Army Colonel James Rowe while he was driving to work in Manila. On 26 September
1989, the NPA murdered two U.S. Defense Department civilian workers outside Clark Air
Force Base. On 6 March 1990, an American rancher was murdered for refusing to pay
the NPA extortion money. On 13 May 1990, two U.S. Air Force airmen were shot dead
by NPA gunmen near Clark Air Force Base.
The guerrilla arm of the Communist Party of the Philippines [(CCP)], founded the NPA in
1969 as its armed wing to carry out protracted armed struggle to overthrow the current
constitutional government in favor of a "people's democratic state." Although primarily a
rural-based guerrilla group, the NPA has an active urban infrastructure to carry out
terrorism; uses city based assassination squads called sparrow units. Chinese
sponsorship of the NPA ended in 1976, and following some retrenchment, the group
began to grow again by 1982, financing itself through extortion and arming itself by raids
on police and army units.
While the NPA is the armed wing of the outlawed CPP-ML, it has established its own
legal political front, the National Democratic Front, which operates openly in Manila. The
head of the CPP-ML, Jose Maria Sison, currently resides in the Netherlands. The
membership of the NPA is estimated to have 18,000 to 20,000 members and a much
larger support network. While originally a rural guerrilla insurgency following Maoist
precepts of guerrilla warfare, in recent years the NPA has involved itself increasingly in
urban operations and in entrepreneurial terrorism in targeting foreign investors and
contract workers for extortion or else for kidnapping to gain ransom. The more purely
revolutionary terrorism of the group is seen in the operations of its death squads, called
"Sparrow Squads," who murder Filipino politicians, military figures, policemen,
government collaborators, and even members of the news media who dare criticize the
NPA. These actions are meant to drive foreign investment out and to provoke the
government to undertake repressive measures that would discredit it with the Filipino
population. Prior to the 1992 closing of Clark Air Force Base and the Subic Bay U.S.

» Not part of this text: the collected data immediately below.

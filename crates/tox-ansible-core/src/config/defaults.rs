//! Default values for tox-ansible configuration.
//!
//! All hardcoded defaults are centralized here for easy maintenance.

// ============================================================================
// Files
// ============================================================================

/// Project-local configuration file name.
pub const DEFAULT_CONFIG_FILE: &str = "tox-ansible.toml";

/// Scenario definition file searched for under `molecule/<scenario>/`.
pub const MOLECULE_FILE: &str = "molecule.yml";

/// Directory that holds molecule scenarios.
pub const MOLECULE_DIR: &str = "molecule";

/// Collection metadata file at the project root.
pub const GALAXY_FILE: &str = "galaxy.yml";

/// Shared molecule configuration used when none is configured explicitly.
pub const DEFAULT_MOLECULE_CONFIG: &str = ".config/molecule/config.yml";

/// Scenario-local requirements manifest.
pub const REQUIREMENTS_FILE: &str = "requirements.txt";

/// Marker file that switches the lint environment to pre-commit.
pub const PRE_COMMIT_CONFIG: &str = ".pre-commit-config.yaml";

// ============================================================================
// Option keys
// ============================================================================

pub const INI_PYTHON_VERSIONS: &str = "python";
pub const INI_ANSIBLE_VERSIONS: &str = "ansible";
pub const INI_MOLECULE_GLOBAL_OPTS: &str = "molecule_opts";
pub const INI_MOLECULE_CONFIG_FILES: &str = "molecule_config_files";
pub const INI_IGNORE_PATHS: &str = "ignore_path";
pub const INI_SCENARIO_FORMAT: &str = "scenario_format";
pub const INI_ANSIBLE_LINT_CONFIG: &str = "ansible_lint";
pub const INI_YAMLLINT_CONFIG: &str = "yamllint";
pub const INI_SKIP: &str = "skip";

/// Default scenario name template.
pub const INI_SCENARIO_FORMAT_DEFAULT: &str = "$path-$parent-$name";

/// Separators for version lists (`python`, `ansible`).
pub const VERSION_SEPARATORS: &[char] = &[' ', '\t', '\n', ','];

/// Separators for one-entry-per-line lists.
pub const LINE_SEPARATORS: &[char] = &['\n'];

// ============================================================================
// Environment variables
// ============================================================================

/// Fallback for the scenario filter.
pub const SCENARIO_ENV_NAME: &str = "TOX_ANSIBLE_SCENARIO";

/// Fallback for the driver filter.
pub const DRIVER_ENV_NAME: &str = "TOX_ANSIBLE_DRIVER";

/// Environment variables every generated environment passes through.
pub const DEFAULT_PASS_ENV: &[&str] = &["TOX_PARALLEL_ENV", "GITHUB_TOKEN"];

// ============================================================================
// Molecule
// ============================================================================

/// Packages every molecule environment installs.
pub const MOLECULE_BASE_DEPS: &[&str] = &[
    "molecule",
    "ansible-lint",
    "yamllint",
    "flake8",
    "pytest",
    "testinfra",
];

/// Driver that needs no extra packages.
pub const NOOP_DRIVER: &str = "delegated";

/// Extra packages per molecule driver.
///
/// Drivers missing from this table install `molecule-<driver>`.
pub const DRIVER_DEPENDENCIES: &[(&str, &[&str])] = &[
    ("containers", &["molecule-containers"]),
    ("docker", &["molecule-docker", "molecule-podman"]),
    ("podman", &["molecule-podman", "molecule-docker"]),
    ("openstack", &["molecule-openstack", "openstacksdk", "os-client-config"]),
    ("ec2", &["molecule-ec2", "boto", "boto3"]),
    ("vagrant", &["molecule-vagrant", "python-vagrant"]),
];

// ============================================================================
// Lint
// ============================================================================

pub const LINT_CASE_NAME: &str = "lint_all";
pub const LINT_DEPS: &[&str] = &["ansible-lint", "flake8", "yamllint"];
pub const PRE_COMMIT_DEPS: &[&str] = &["pre-commit"];

// ============================================================================
// ansible-test
// ============================================================================

/// Minimal ansible-core able to build collections with ignore patterns.
pub const ANSIBLE_CORE_FLOOR: &str = "ansible-core>=2.11.3";

/// Location ansible-galaxy installs collections into, relative to home.
pub const COLLECTIONS_ROOT: &str = ".ansible/collections";

// ============================================================================
// Exit codes
// ============================================================================

/// Exit code used when no environment survives generation and filtering.
pub const EMPTY_ENVIRONMENTS_EXIT_CODE: i32 = 101;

Naval facility, the Sparrows had also targeted U.S. servicemen. Within those parts of
central and northern Luzon island where the NPA controls rural areas and villages as
well as within the ranks of NPA members and supporters, the organization also practices
its own repressive terrorism, having imprisoned, tortured, or executed some 1,000 of
their own ranks in recent years.
Since 1987 there has been a marked upswing in NPA terrorism. The growth and success
of the group is in part due to the neglect of the countryside and corruption experienced
during the Marcos regime as well as the difficulties of the Aquino administration in
presiding over the transition to a democratic order. The marked increase in NPA
terrorism since 1987 may be due to the NPA exploiting a unique historic opportunity
afforded by the instability accompanying the transition from dictatorship to democracy.

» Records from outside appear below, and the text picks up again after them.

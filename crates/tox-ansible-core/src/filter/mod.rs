//! Narrows an environment set down to particular scenarios or drivers.
//!
//! Filters chain with AND semantics; the values inside one filter are ORed.
//! A filter without values keeps everything. Entries that are not backed by
//! a molecule scenario never survive a filter that has values.

use std::collections::BTreeMap;

use crate::ansible::Scenario;
use crate::options::Options;

/// Anything that may be backed by a molecule scenario.
pub trait HasScenario {
    fn scenario(&self) -> Option<&Scenario>;
}

/// One link of the filter chain.
pub trait EnvFilter {
    /// Filter values; an empty list disables the filter.
    fn names(&self) -> &[String];

    /// Whether a scenario passes this filter.
    fn matches(&self, scenario: &Scenario) -> bool;

    fn is_active(&self) -> bool {
        !self.names().is_empty()
    }

    fn keep<T: HasScenario>(&self, entry: &T) -> bool {
        if !self.is_active() {
            return true;
        }
        entry.scenario().is_some_and(|s| self.matches(s))
    }
}

/// Keeps scenarios with one of the given names.
#[derive(Debug, Clone, Default)]
pub struct ByScenario {
    names: Vec<String>,
}

impl ByScenario {
    pub fn new(names: Vec<String>) -> Self {
        Self { names }
    }
}

impl EnvFilter for ByScenario {
    fn names(&self) -> &[String] {
        &self.names
    }

    fn matches(&self, scenario: &Scenario) -> bool {
        self.names.contains(&scenario.name)
    }
}

/// Keeps scenarios running on one of the given drivers.
#[derive(Debug, Clone, Default)]
pub struct ByDriver {
    names: Vec<String>,
}

impl ByDriver {
    pub fn new(names: Vec<String>) -> Self {
        Self { names }
    }
}

impl EnvFilter for ByDriver {
    fn names(&self) -> &[String] {
        &self.names
    }

    fn matches(&self, scenario: &Scenario) -> bool {
        scenario
            .driver
            .as_ref()
            .is_some_and(|driver| self.names.contains(driver))
    }
}

/// The scenario filter followed by the driver filter.
#[derive(Debug, Clone, Default)]
pub struct Filter {
    by_scenario: ByScenario,
    by_driver: ByDriver,
}

impl Filter {
    pub fn new(options: &Options) -> Self {
        Self {
            by_scenario: ByScenario::new(options.scenario.clone()),
            by_driver: ByDriver::new(options.driver.clone()),
        }
    }

    /// Whether an entry passes every filter.
    pub fn keep<T: HasScenario>(&self, entry: &T) -> bool {
        self.by_scenario.keep(entry) && self.by_driver.keep(entry)
    }

    /// Drops the entries that fail any filter.
    pub fn filter<T: HasScenario>(&self, envs: BTreeMap<String, T>) -> BTreeMap<String, T> {
        let before = envs.len();
        let kept: BTreeMap<String, T> = envs
            .into_iter()
            .filter(|(_, env)| self.keep(env))
            .collect();
        tracing::debug!(before, after = kept.len(), "filtered environments");
        kept
    }
}

#[cfg(test)]
mod tests {
    use super::*;

    struct Entry(Option<Scenario>);

    impl HasScenario for Entry {
        fn scenario(&self) -> Option<&Scenario> {
            self.0.as_ref()
        }
    }

    fn entry(name: &str, driver: Option<&str>) -> Entry {
        Entry(Some(Scenario {
            directory: format!("molecule/{name}"),
            name: name.to_string(),
            driver: driver.map(str::to_string),
            requirements: None,
        }))
    }

    fn envs() -> BTreeMap<String, Entry> {
        BTreeMap::from([
            ("one".to_string(), entry("one", Some("docker"))),
            ("two".to_string(), entry("two", Some("podman"))),
            ("three".to_string(), entry("three", Some("docker"))),
            ("bare".to_string(), entry("bare", None)),
            ("custom".to_string(), Entry(None)),
        ])
    }

    fn names<T>(envs: &BTreeMap<String, T>) -> Vec<&str> {
        envs.keys().map(String::as_str).collect()
    }

    fn filter(scenario: &[&str], driver: &[&str]) -> Filter {
        let options = Options {
            scenario: scenario.iter().map(|s| s.to_string()).collect(),
            driver: driver.iter().map(|s| s.to_string()).collect(),
            ..Options::default()
        };
        Filter::new(&options)
    }

    #[test]
    fn test_no_values_keeps_everything() {
        let kept = filter(&[], &[]).filter(envs());
        assert_eq!(kept.len(), 5);
    }

    #[test]
    fn test_by_scenario_ors_values() {
        let kept = filter(&["one", "two"], &[]).filter(envs());
        assert_eq!(names(&kept), vec!["one", "two"]);
    }

    #[test]
    fn test_by_driver_drops_unbacked_entries() {
        let kept = filter(&[], &["docker"]).filter(envs());
        assert_eq!(names(&kept), vec!["one", "three"]);
    }

    #[test]
    fn test_filters_and_together() {
        let kept = filter(&["one", "two"], &["docker"]).filter(envs());
        assert_eq!(names(&kept), vec!["one"]);

        let none = filter(&["two"], &["docker"]).filter(envs());
        assert!(none.is_empty());
    }

    #[test]
    fn test_is_active() {
        assert!(!ByScenario::default().is_active());
        assert!(ByDriver::new(vec!["docker".to_string()]).is_active());
    }
}
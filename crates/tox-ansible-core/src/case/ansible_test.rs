use serde_yaml::Value;
use std::collections::BTreeMap;
use std::path::{Path, PathBuf};

use crate::ansible::{Collection, GalaxyError};
use crate::config::{ANSIBLE_CORE_FLOOR, COLLECTIONS_ROOT};
use crate::options::Options;

use super::molecule::dedup;
use super::Factors;

/// One `ansible-test` sub-command and what it needs.
#[derive(Debug, Clone, Copy, PartialEq, Eq)]
pub struct AnsibleTestCommand {
    pub name: &'static str,
    /// Directory (relative to the root) that must exist for the command to apply.
    pub requires: Option<&'static str>,
    pub args: &'static [&'static str],
    pub deps: &'static [&'static str],
}

impl AnsibleTestCommand {
    /// True when the command's prerequisite directory exists under `root`.
    pub fn applies_to(&self, root: &Path) -> bool {
        self.requires.map_or(true, |dir| root.join(dir).is_dir())
    }
}

const UNIT_DEPS: &[&str] = &[ANSIBLE_CORE_FLOOR, "pytest", "pytest-xdist", "pytest-mock"];
const BASE_DEPS: &[&str] = &[ANSIBLE_CORE_FLOOR];

/// Supported `ansible-test` sub-commands.
pub const ANSIBLE_TEST_COMMANDS: &[AnsibleTestCommand] = &[
    AnsibleTestCommand {
        name: "coverage",
        requires: Some("tests/unit"),
        args: &["--venv", "--requirements"],
        deps: UNIT_DEPS,
    },
    AnsibleTestCommand {
        name: "integration",
        requires: Some("tests/integration"),
        args: &[],
        deps: BASE_DEPS,
    },
    AnsibleTestCommand {
        name: "network-integration",
        requires: Some("tests/network-integration"),
        args: &[],
        deps: BASE_DEPS,
    },
    AnsibleTestCommand {
        name: "sanity",
        requires: None,
        args: &["--requirements"],
        deps: BASE_DEPS,
    },
    AnsibleTestCommand {
        name: "shell",
        requires: None,
        args: &[],
        deps: BASE_DEPS,
    },
    AnsibleTestCommand {
        name: "units",
        requires: Some("tests/unit"),
        args: &["--requirements"],
        deps: UNIT_DEPS,
    },
    AnsibleTestCommand {
        name: "windows-integration",
        requires: Some("tests/windows-integration"),
        args: &[],
        deps: BASE_DEPS,
    },
];

/// Runs one `ansible-test` sub-command against the installed collection.
#[derive(Debug, Clone, PartialEq)]
pub struct AnsibleTestCase {
    command: AnsibleTestCommand,
    collection: Collection,
    root: PathBuf,
    home: PathBuf,
    pub factors: Factors,
}

impl AnsibleTestCase {
    /// Builds the case from the parsed `galaxy.yml`.
    ///
    /// Fails when the metadata lacks `name`, `namespace` or `version`.
    pub fn new(
        command: AnsibleTestCommand,
        galaxy: &Value,
        root: impl Into<PathBuf>,
    ) -> Result<Self, GalaxyError> {
        let collection = Collection::from_value(galaxy)?;
        Ok(Self {
            command,
            collection,
            root: root.into(),
            home: dirs::home_dir().unwrap_or_else(|| PathBuf::from("~")),
            factors: Factors::default(),
        })
    }

    /// Overrides the home directory the collection is installed under.
    pub fn with_home(mut self, home: impl Into<PathBuf>) -> Self {
        self.home = home.into();
        self
    }

    pub(crate) fn with_factors(&self, factors: Factors) -> Self {
        Self {
            factors,
            ..self.clone()
        }
    }

    pub fn command(&self) -> &AnsibleTestCommand {
        &self.command
    }

    pub fn collection(&self) -> &Collection {
        &self.collection
    }

    pub fn name(&self) -> String {
        self.factors.name_with(self.command.name)
    }

    fn collections_root(&self) -> PathBuf {
        self.home.join(COLLECTIONS_ROOT)
    }

    /// Install location of the collection.
    pub fn working_dir(&self) -> PathBuf {
        self.collections_root()
            .join("ansible_collections")
            .join(&self.collection.namespace)
            .join(&self.collection.name)
    }

    pub fn set_env(&self) -> BTreeMap<String, String> {
        BTreeMap::from([(
            "ANSIBLE_COLLECTIONS_PATH".to_string(),
            self.collections_root().display().to_string(),
        )])
    }

    /// Fixed arguments followed by the interpreter flag.
    fn args(&self) -> Vec<String> {
        let mut args: Vec<String> = self.command.args.iter().map(|s| s.to_string()).collect();
        if let Some(python) = &self.factors.python {
            args.push("--python".to_string());
            args.push(python.clone());
        }
        args
    }

    pub fn commands(&self, options: &Options) -> Vec<Vec<String>> {
        let build = format!(
            "cd {} && ansible-galaxy collection build -v -f --output-path dist/ && \
             ansible-galaxy collection install -f dist/{}",
            self.root.display(),
            self.collection.tarball()
        );
        let mut commands = vec![vec!["bash".to_string(), "-c".to_string(), build]];

        let mut args = self.args();
        args.extend(options.posargs.iter().cloned());

        let ansible_test = |parts: &[&str]| -> Vec<String> {
            let mut argv = vec!["ansible-test".to_string()];
            argv.extend(parts.iter().map(|s| s.to_string()));
            argv.extend(args.iter().cloned());
            argv
        };

        if self.command.name == "coverage" {
            commands.push(
                ["mkdir", "-p", "tests/output/coverage"]
                    .map(String::from)
                    .to_vec(),
            );
            commands.push(ansible_test(&["coverage", "erase"]));
            commands.push(ansible_test(&["units", "--coverage"]));
            commands.push(ansible_test(&["integration", "--coverage"]));
            commands.push(ansible_test(&["coverage", "report"]));
        } else {
            commands.push(ansible_test(&[self.command.name]));
        }
        commands
    }

    pub fn dependencies(&self) -> Vec<String> {
        dedup(self.command.deps.iter().map(|s| s.to_string()).collect())
    }

    pub fn description(&self) -> String {
        let mut parts = vec!["ansible-test".to_string(), self.command.name.to_string()];
        parts.extend(self.args());
        format!("Auto-generated for: {}", parts.join(" "))
    }
}

#[cfg(test)]
mod tests {
    use super::*;
    use crate::case::ToxCase;
    use crate::matrix::Expandable;

    fn galaxy() -> Value {
        serde_yaml::from_str("namespace: acme\nname: web\nversion: 1.0.0\n").unwrap()
    }

    fn command(name: &str) -> AnsibleTestCommand {
        *ANSIBLE_TEST_COMMANDS.iter().find(|c| c.name == name).unwrap()
    }

    #[test]
    fn test_sanity_case() {
        let case = AnsibleTestCase::new(command("sanity"), &galaxy(), "/src/web")
            .unwrap()
            .with_home("/home/user");
        let options = Options {
            posargs: vec!["--docker".to_string()],
            ..Options::default()
        };

        assert_eq!(case.name(), "sanity");
        assert_eq!(
            case.working_dir(),
            PathBuf::from("/home/user/.ansible/collections/ansible_collections/acme/web")
        );
        assert_eq!(case.dependencies(), vec![ANSIBLE_CORE_FLOOR]);
        assert_eq!(
            case.description(),
            "Auto-generated for: ansible-test sanity --requirements"
        );

        let commands = case.commands(&options);
        assert_eq!(commands.len(), 2);
        assert_eq!(commands[0][0], "bash");
        assert!(commands[0][2].starts_with("cd /src/web && ansible-galaxy collection build"));
        assert!(commands[0][2].ends_with("dist/acme-web-1.0.0.tar.gz"));
        assert_eq!(
            commands[1],
            vec!["ansible-test", "sanity", "--requirements", "--docker"]
        );
    }

    #[test]
    fn test_python_flag_after_expansion() {
        let case = ToxCase::AnsibleTest(
            AnsibleTestCase::new(command("units"), &galaxy(), "/src/web").unwrap(),
        );
        let expanded = case.expand_python("3.9");
        let options = Options::default();

        assert_eq!(expanded.name(&options), "py39-units");
        assert_eq!(
            expanded.commands(&options)[1],
            vec!["ansible-test", "units", "--requirements", "--python", "3.9"]
        );
    }

    #[test]
    fn test_coverage_commands() {
        let case = AnsibleTestCase::new(command("coverage"), &galaxy(), "/src/web").unwrap();
        let commands = case.commands(&Options::default());
        let heads: Vec<String> = commands[1..].iter().map(|c| c[..2].join(" ")).collect();
        assert_eq!(
            heads,
            vec![
                "mkdir -p",
                "ansible-test coverage",
                "ansible-test units",
                "ansible-test integration",
                "ansible-test coverage",
            ]
        );
        assert_eq!(commands[2], vec!["ansible-test", "coverage", "erase", "--venv", "--requirements"]);
    }

    #[test]
    fn test_missing_galaxy_fields() {
        let galaxy: Value = serde_yaml::from_str("name: web\n").unwrap();
        assert!(matches!(
            AnsibleTestCase::new(command("sanity"), &galaxy, "/src"),
            Err(GalaxyError::MissingFields { .. })
        ));
    }

    #[test]
    fn test_prerequisites() {
        let temp = tempfile::TempDir::new().unwrap();
        assert!(command("sanity").applies_to(temp.path()));
        assert!(!command("units").applies_to(temp.path()));

        std::fs::create_dir_all(temp.path().join("tests/unit")).unwrap();
        assert!(command("units").applies_to(temp.path()));
    }
}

Such an explanation may account for increased NPA terrorism directed at others but
does not so readily explain the upswing in the NPA's internal purges and disciplining of
its own members. This increased internally directed terrorism may be an attempt to quell
dissent within the NPA ranks over the proper goal and strategy of the NPA in the post-
During 1991, the Philippine government captured over 80 ranking members of the CPP-
ML and the NPA, including Romulo Kintanar, head of the NPA General Command.
These arrests and the successful convictions of the murderers of Colonel Rowe set back
the terrorist operations of the NPA for most of that year. Despite these setbacks, the
NPA has shown itself to be one of the few leftist insurgencies that is still actively
growing, despite the demise of communism throughout the rest of the world, and through
its urban terrorism it continues to pose a significant threat to the stability of the current
democratic government in the Philippines.